Vesicoureteral reflux is the most common urinary tract ab­nor­ma­lity among children, estimated to be present in ap­pro­xi­mately 1-2% of them. There are various possibilities of evolution, from asymptomatic forms with spontaneous re­mis­sion to recurrent acute pyelonephritis, reflux ne­phro­pathy, or even end-stage chronic kidney disease. Therefore, the early diagnosis, with a correct staging, is essential, al­lo­w­ing the optimal therapeutic approach. The most com­mon clinical situations requiring imaging investigation of vesi­coureteral reflux are repeated urinary tract infections, fetal hydronephrosis, familial vesicoureteral reflux, blad­der bowel dysfunction, and complex uropathies. The the­ra­peu­tic management is decided according to the reflux se­ve­rity, the clinical manifestations, and the pa­tient’s age. The main objectives of the treatment are to pre­vent uri­na­ry tract infections, the development of renal scars, and the progression toward chronic kidney disease. The the­ra­peu­tic approach may involve active follow-up, con­ti­nuous antibiotic prophylaxis, or surgical intervention. Ac­tive follow-up applies to asymptomatic patients with an in­creased likelihood of spontaneous remission. Antibiotic pro­phy­laxis is the most frequently adopted approach, used in patients with previous urinary tract infections and high-grade reflux. The surgical approach is reserved for cases with a low probability of spontaneous remission and for those with unfavorable evolution under conservative treat­ment. The surgical methods used are represented by en­do­sco­pic injection of an antireflux substance, classical or robotically assisted surgery, with similar success rates. Cur­rently, there is no consensus regarding the therapeutic ap­proach to these patients, the pediatrician being the one who must evaluate each case and propose and in­di­vi­dua­l­ized therapeutic management adapted to the needs of each patient.

vesicoureteral reflux, pyelonephritis, renal scars, reflux nephropathy, antibiotic prophylaxis


Refluxul vezico-ureteral reprezintă cea mai frecventă ano­ma­lie a tractului urinar în rândul copiilor, estimându-se a fi prezent la aproximativ 1-2% dintre aceştia. Posibilităţile evo­lu­ti­ve sunt extrem de variate, de la forme asimptomatice cu remisiune spontană la pielonefrite acute repetate, ne­fro­pa­tie de reflux sau chiar boală cronică renală în sta­diu final.
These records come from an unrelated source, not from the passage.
//! # Taleprint
//!
//! Fingerprint compatibility scoring and semantic duplicate detection for
//! automated short-fiction generation.
//!
//! Two independent pipelines share one registry:
//!
//! - **Compatibility**: a knowledge fragment's canonical fingerprint is scored
//!   against a narrative template's fingerprint before injection. The result is
//!   a tiered verdict or a rejection carrying explicit reasons.
//! - **Deduplication**: a generated artifact is embedded, compared against a
//!   similarity index, and classified into an advisory duplicate level.
//!
//! ## Example
//!
//! ```rust,ignore
//! use taleprint::{Candidate, CanonicalFingerprint, Category, CompatibilityScorer, TaleprintConfig};
//!
//! let config = TaleprintConfig::load_default().with_env_overrides().validated()?;
//! let scorer = CompatibilityScorer::new(&config)?;
//!
//! let target: CanonicalFingerprint =
//!     "setting=digital,fear=identity_erasure,antagonist=technology,mechanism=impersonation,twist=self_is_monster"
//!         .parse()?;
//! let candidate = Candidate::new("fragment-042", Category::Technology, target)
//!     .with_avoid_rules(["no haunted houses"]);
//!
//! let verdict = scorer.score(&target, &candidate, &[])?;
//! if verdict.is_accepted() {
//!     println!("{} ({:.1})", verdict.tier, verdict.score);
//! }
//! ```

#![deny(clippy::all)]
#![warn(clippy::pedantic)]
#![warn(clippy::nursery)]
#![warn(missing_docs)]
#![forbid(unsafe_code)]
// fastembed pulls duplicate transitive versions through ort.
#![allow(clippy::multiple_crate_versions)]

use thiserror::Error as ThisError;

pub mod config;
pub mod embedding;
pub mod models;
pub mod observability;
pub mod services;
pub mod storage;

pub use config::TaleprintConfig;
pub use embedding::{BoundedEmbedder, EmbedError, EmbedOutcome, EmbeddingProvider};
pub use models::{
    Antagonist, CanonicalFingerprint, Category, CompatibilityVerdict, Dimension,
    DuplicateLevel, DuplicateSignal, Mechanism, PrimaryFear, RankedCandidate, RecordId,
    RecordStatus, RegistryRecord, RejectReason, Setting, Tier, Twist, WarningKind,
};
pub use services::{
    Candidate, CompatibilityScorer, CompatibilityService, DedupItem, DedupReport,
    DeduplicationService, DuplicateClassifier, Registry, RegistryStats, SelectionFilter,
};
pub use storage::{
    CancelFlag, MemoryRegistryStore, MemorySimilarityIndex, RegistryStore, SimilarityIndex,
    SqliteRegistryStore,
};

/// Error type for taleprint operations.
///
/// Expected rejection outcomes (category mismatch, hard blocks, insufficient
/// compatibility) are verdict data, not errors. Provider failures are degraded
/// to [`DuplicateLevel::Unknown`] by the deduplication pipeline and only reach
/// callers that talk to a provider directly.
///
/// # Error Variant Triggers
///
/// | Variant | Raised When |
/// |---------|-------------|
/// | `Validation` | A fingerprint value is unknown or outside its enabled domain |
/// | `InvalidInput` | Empty text, vector dimension mismatch, zero vectors |
/// | `InvalidConfig` | Rule tables or thresholds fail startup validation |
/// | `ProviderUnavailable` | The embedding provider failed or is not reachable |
/// | `ProviderTimeout` | An embedding call exceeded its timeout |
/// | `NotFound` | A registry id does not exist |
/// | `OperationFailed` | `SQLite`, filesystem or serialization failures |
/// | `Cancelled` | A cancellable operation observed its cancel flag |
#[derive(Debug, ThisError)]
pub enum Error {
    /// A fingerprint dimension value does not belong to its domain.
    #[error("invalid value '{value}' for dimension '{dimension}'")]
    Validation {
        /// The dimension being validated.
        dimension: String,
        /// The rejected value.
        value: String,
    },

    /// Invalid input was provided.
    #[error("invalid input: {0}")]
    InvalidInput(String),

    /// Configuration failed validation.
    #[error("invalid configuration: {0}")]
    InvalidConfig(String),

    /// The embedding provider is unavailable.
    #[error("embedding provider unavailable: {0}")]
    ProviderUnavailable(String),

    /// The embedding provider did not answer in time.
    #[error("embedding provider timed out after {timeout_ms}ms")]
    ProviderTimeout {
        /// The timeout that elapsed.
        timeout_ms: u64,
    },

    /// A registry record was not found.
    #[error("record not found: {0}")]
    NotFound(String),

    /// An operation failed.
    #[error("operation '{operation}' failed: {cause}")]
    OperationFailed {
        /// The operation that failed.
        operation: String,
        /// The underlying cause.
        cause: String,
    },

    /// The operation was cancelled before completion.
    #[error("cancelled: {0}")]
    Cancelled(String),
}

impl Error {
    /// Builds an [`Error::OperationFailed`] from an operation name and any displayable cause.
    pub fn operation(operation: &str, cause: impl std::fmt::Display) -> Self {
        Self::OperationFailed {
            operation: operation.to_string(),
            cause: cause.to_string(),
        }
    }
}

/// Result type alias for taleprint operations.
pub type Result<T> = std::result::Result<T, Error>;

#[cfg(test)]
mod tests {
    use super::*;

    #[test]
    fn test_error_display() {
        let err = Error::InvalidInput("test error".to_string());
        assert_eq!(err.to_string(), "invalid input: test error");

        let err = Error::operation("save_record", "disk full");
        assert_eq!(err.to_string(), "operation 'save_record' failed: disk full");

        let err = Error::Validation {
            dimension: "setting".to_string(),
            value: "moon".to_string(),
        };
        assert_eq!(
            err.to_string(),
            "invalid value 'moon' for dimension 'setting'"
        );

        let err = Error::ProviderTimeout { timeout_ms: 250 };
        assert_eq!(err.to_string(), "embedding provider timed out after 250ms");
    }
}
De aceea, diagnosticul precoce, cu o corectă sta­dia­li­zare a gradului de reflux, este esenţial, permiţând abor­da­rea te­ra­peu­tică optimă. Cele mai frecvente si­tua­ţii clinice care im­pun investigarea imagistică a reflu­xu­lui ve­zi­co-ureteral sunt infecţiile urinare repetate, hi­dro­ne­fro­za fetală, refluxul ve­zi­co-ureteral familial, disfuncţiile ve­zi­ca­le şi uropatiile com­plexe. În funcţie de severitatea re­flu­xu­lui, manifestările cli­ni­ce şi de vârsta pacientului, se de­ci­de conduita terapeutică. Obiec­ti­ve­le terapeutice prin­ci­pale sunt reprezentate de pro­fi­la­xia infecţiilor uri­na­re, prevenirea dezvoltării cica­tri­celor renale şi evi­ta­rea evoluţiei către boala cronică renală. Abor­darea te­ra­peu­ti­că poate presupune monitorizare ac­tivă, pro­fi­la­xie an­ti­bio­ti­că sau intervenţie chirurgicală. Mo­ni­to­­ri­za­­rea ac­ti­vă se aplică pacienţilor asimptomatici care prezintă o pro­ba­bi­li­ta­te crescută de remisiune spon­ta­nă a refluxului. Pro­fi­la­xia antibiotică este abordarea cel mai frecvent adop­ta­tă, fiind utilizată la pacienţii cu in­fec­ţii uri­na­re în an­te­ce­den­te şi în cazul refluxului de grad mare. Abor­da­rea chi­rur­gi­ca­lă este rezervată cazurilor cu pro­ba­bi­li­tate mică de re­mi­siu­ne spon­ta­nă şi celor cu o evo­lu­ţie nefavorabilă sub tra­ta­ment conservator. Metodele chi­rur­gi­ca­le utilizate sunt re­pre­zen­tate de injectarea endoscopică de sub­stan­ţă an­ti­re­flux, chi­­rur­gia clasică sau asistată robotic, cu rate similare de suc­ces. Actualmente nu există un consens pri­vind abordarea te­ra­­peu­tică a acestor pacienţi, medicul pe­dia­tru fiind cel care trebuie să evalueze fiecare caz în parte şi să propună o conduită terapeutică individualizată, adaptată ne­voi­lor fie­că­rui pacient. 

1. Introduction

Vesicoureteral reflux (VUR) is the retrograde upwards passage of urine from the urinary bladder to the upper components of the urinary collecting system, represen­ted by the ureter, pelvis and calyces. This aberrant flow results in the volume overload of the aforementioned structures, with possible repercussions on the anatomy and function of the reno-urinary system(1,2).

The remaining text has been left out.